The turbulence in M&A deals is also occurring in Taiwan, as mentioned by Taipei-based partner Maxine Chiang, at Chiang & Partners. “The corporate and M&A work from our international clients has sharply declined,” she says.
Peter Shelford, the managing partner of DLA Piper in Bangkok, sees both ups and downs. “The amount of inbound investment work has decreased, but litigation work has increased significantly,” he says. “Restructuring and insolvency work has also increased.”
Enrico Astudillo, the founder of EB Astudillo and Associates in Manila, seems assured. “In our field of expertise, which is intellectual protection law, the pandemic has had no effect.”
Technology begets resilience
It has been almost a year since the first case of covid-19 hit the region, and business sentiment among Asian law firms is optimistic, based on our findings. Some jurisdictions are more optimistic than others, such as mainland China, India, Indonesia, South Korea, Sri Lanka, Taiwan, Thailand and Vietnam.
This optimism may be founded, in part, in the legal profession’s proven ability to embrace new technology, which has enhanced work efficiency and sustained market visibility for law firms. Some firms have organised webinars and online conferences, and sent out legal updates or newsletters to existing and potential clients. With this, legal tech has become something much more familiar for legal professionals.
“This pandemic has not only accelerated the technology wave, but also the firm has shifted its practice of conducting meetings, hearings, arbitrations and mediations,” says Suang Wijaya, a partner at Eugene Thuraisingam in Singapore. “There is now greater flexibility in conducting these events, as everyone is able to participate from whichever country they are in, which is especially important for our cross-border disputes.”
Jirapong Sriwat, a partner at Nishimura & Asahi in Bangkok, agrees. “The pandemic caused us to focus more on technology, which supports lawyers to work anywhere and at any time,” he says. “This will strengthen the efficiency of lawyers’ work, which will reflect in the revenue.”

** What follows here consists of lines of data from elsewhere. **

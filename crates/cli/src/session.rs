//! Session token files (~/.config/licport/)
//!
//! One file per key: `access_token`, `refresh_token`, and the legacy
//! `token` written by older clients. Reads go to disk every time so a
//! logout from another process is seen on the next request.

use anyhow::{Context, Result};
use licport_core::{PortalConfig, Session};
use std::path::{Path, PathBuf};

const ACCESS_TOKEN_FILENAME: &str = "access_token";
const REFRESH_TOKEN_FILENAME: &str = "refresh_token";
const LEGACY_TOKEN_FILENAME: &str = "token";

#[derive(Debug, Clone)]
pub struct SessionStore {
    dir: PathBuf,
}

impl SessionStore {
    pub fn new(dir: impl Into<PathBuf>) -> Self {
        Self { dir: dir.into() }
    }

    /// `~/.config/licport/`, or `./.licport` when no config dir exists.
    pub fn default_dir() -> PathBuf {
        dirs::config_dir()
            .map(|d| d.join("licport"))
            .unwrap_or_else(|| PathBuf::from(".licport"))
    }

    pub fn from_config(config: &PortalConfig) -> Self {
        Self::new(
            config
                .session
                .dir
                .clone()
                .unwrap_or_else(Self::default_dir),
        )
    }

    pub fn dir(&self) -> &Path {
        &self.dir
    }

    /// The bearer token to send, new-format key first.
    pub fn current_token(&self) -> Option<String> {
        self.read(ACCESS_TOKEN_FILENAME)
            .or_else(|| self.read(LEGACY_TOKEN_FILENAME))
    }

    pub fn refresh_token(&self) -> Option<String> {
        self.read(REFRESH_TOKEN_FILENAME)
    }

    pub fn has_session(&self) -> bool {
        self.current_token().is_some()
    }

    /// Replaces the stored session. A missing refresh token removes any old
    /// one so the pair never mixes logins.
    pub fn save(&self, session: &Session) -> Result<()> {
        std::fs::create_dir_all(&self.dir)
            .with_context(|| format!("Failed to create {}", self.dir.display()))?;
        self.write(ACCESS_TOKEN_FILENAME, &session.access_token)?;
        match &session.refresh_token {
            Some(r) => self.write(REFRESH_TOKEN_FILENAME, r)?,
            None => self.remove(REFRESH_TOKEN_FILENAME)?,
        }
        self.remove(LEGACY_TOKEN_FILENAME)?;
        tracing::debug!(dir = %self.dir.display(), "session saved");
        Ok(())
    }

    /// Removes every session key, including the legacy one.
    pub fn clear(&self) -> Result<()> {
        for name in [
            ACCESS_TOKEN_FILENAME,
            REFRESH_TOKEN_FILENAME,
            LEGACY_TOKEN_FILENAME,
        ] {
            self.remove(name)?;
        }
        tracing::debug!(dir = %self.dir.display(), "session cleared");
        Ok(())
    }

    fn read(&self, name: &str) -> Option<String> {
        let content = std::fs::read_to_string(self.dir.join(name)).ok()?;
        let trimmed = content.trim();
        if trimmed.is_empty() {
            None
        } else {
            Some(trimmed.to_string())
        }
    }

    fn write(&self, name: &str, value: &str) -> Result<()> {
        let path = self.dir.join(name);
        std::fs::write(&path, value.trim())
            .with_context(|| format!("Failed to write {}", path.display()))?;
        restrict_permissions(&path)?;
        Ok(())
    }

    fn remove(&self, name: &str) -> Result<()> {
        let path = self.dir.join(name);
        match std::fs::remove_file(&path) {
            Ok(()) => Ok(()),
            Err(e) if e.kind() == std::io::ErrorKind::NotFound => Ok(()),
            Err(e) => Err(e).with_context(|| format!("Failed to remove {}", path.display())),
        }
    }
}

#[cfg(unix)]
fn restrict_permissions(path: &Path) -> Result<()> {
    use std::os::unix::fs::PermissionsExt;
    std::fs::set_permissions(path, std::fs::Permissions::from_mode(0o600))
        .with_context(|| format!("Failed to set permissions on {}", path.display()))
}

#[cfg(not(unix))]
fn restrict_permissions(_path: &Path) -> Result<()> {
    Ok(())
}
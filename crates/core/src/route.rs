//! Client-side locations and the authentication guard

use serde::{Deserialize, Serialize};
use std::fmt;

#[derive(Debug, Clone, Copy, PartialEq, Eq, Hash, Serialize, Deserialize)]
pub enum Route {
    Login,
    LoginSuccess,
    Home,
    Purchase,
    Transactions,
    Profile,
}

impl Route {
    pub const ALL: [Route; 6] = [
        Route::Login,
        Route::LoginSuccess,
        Route::Home,
        Route::Purchase,
        Route::Transactions,
        Route::Profile,
    ];

    pub fn path(self) -> &'static str {
        match self {
            Route::Login => "/login",
            Route::LoginSuccess => "/login-success",
            Route::Home => "/",
            Route::Purchase => "/purchase",
            Route::Transactions => "/transactions",
            Route::Profile => "/profile",
        }
    }

    /// Maps a path to its route; unknown paths land on `/`.
    pub fn parse(path: &str) -> Route {
        let trimmed = path.split(&['?', '#'][..]).next().unwrap_or("");
        let normalized = match trimmed.trim_end_matches('/') {
            "" => "/",
            p => p,
        };
        Route::ALL
            .into_iter()
            .find(|r| r.path() == normalized)
            .unwrap_or(Route::Home)
    }

    pub fn requires_auth(self) -> bool {
        !matches!(self, Route::Login)
    }
}

impl fmt::Display for Route {
    fn fmt(&self, f: &mut fmt::Formatter<'_>) -> fmt::Result {
        write!(f, "{}", self.path())
    }
}

/// Where navigation to `route` actually ends up.
pub fn guard(route: Route, authenticated: bool) -> Route {
    if route.requires_auth() && !authenticated {
        Route::Login
    } else {
        route
    }
}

Tony Foster, a partner at Freshfields Bruckhaus Deringer in Hanoi, says Vietnam has treated the pandemic with a great deal of success and increased its desirability in the eyes of foreign investors. However, technology is still crucial to reach out to international clients. “It is actually not true to say that face-to-face interactions, travel and events have been strictly limited in Vietnam, except for brief periods,” says Foster. “The borders, however, have been largely closed, so we have of course had to use technology for international interactions.”
For Stefano Beghi, the managing partner of Gianni Origoni Grippo Cappelli & Partners in Hong Kong, the global uncertainty has brought a positive rethinking of how to organise the firm’s work. However, personal meetings are still needed in order to generate empathy between the potential client and the service provider. “The business development activity has been affected, but the relationship with existing clients has been very well conducted through phone and video calls,” he says
Hui Huang, a Guangzhou-based partner at Huang & Huang Co, says the growing use and reliance on digital technology has become more prevalent, with “virtual meetings and hearings integrated into our daily workflows”.
Thanathip Pichedvanichok, managing partner at Thanathip & Partners in Bangkok, also encourages his lawyers to adopt the new way of working with and meeting clients via Zoom, Microsoft Teams and others. “Apart from interactions via electronic means, it appears that we have been more relaxed during the past few months, as things are close to normal in Thailand now,” he suggests.
It seems a surety that even though the pandemic will eventually subside, the technology adaptation and approaches that it has accelerated will be here to stay.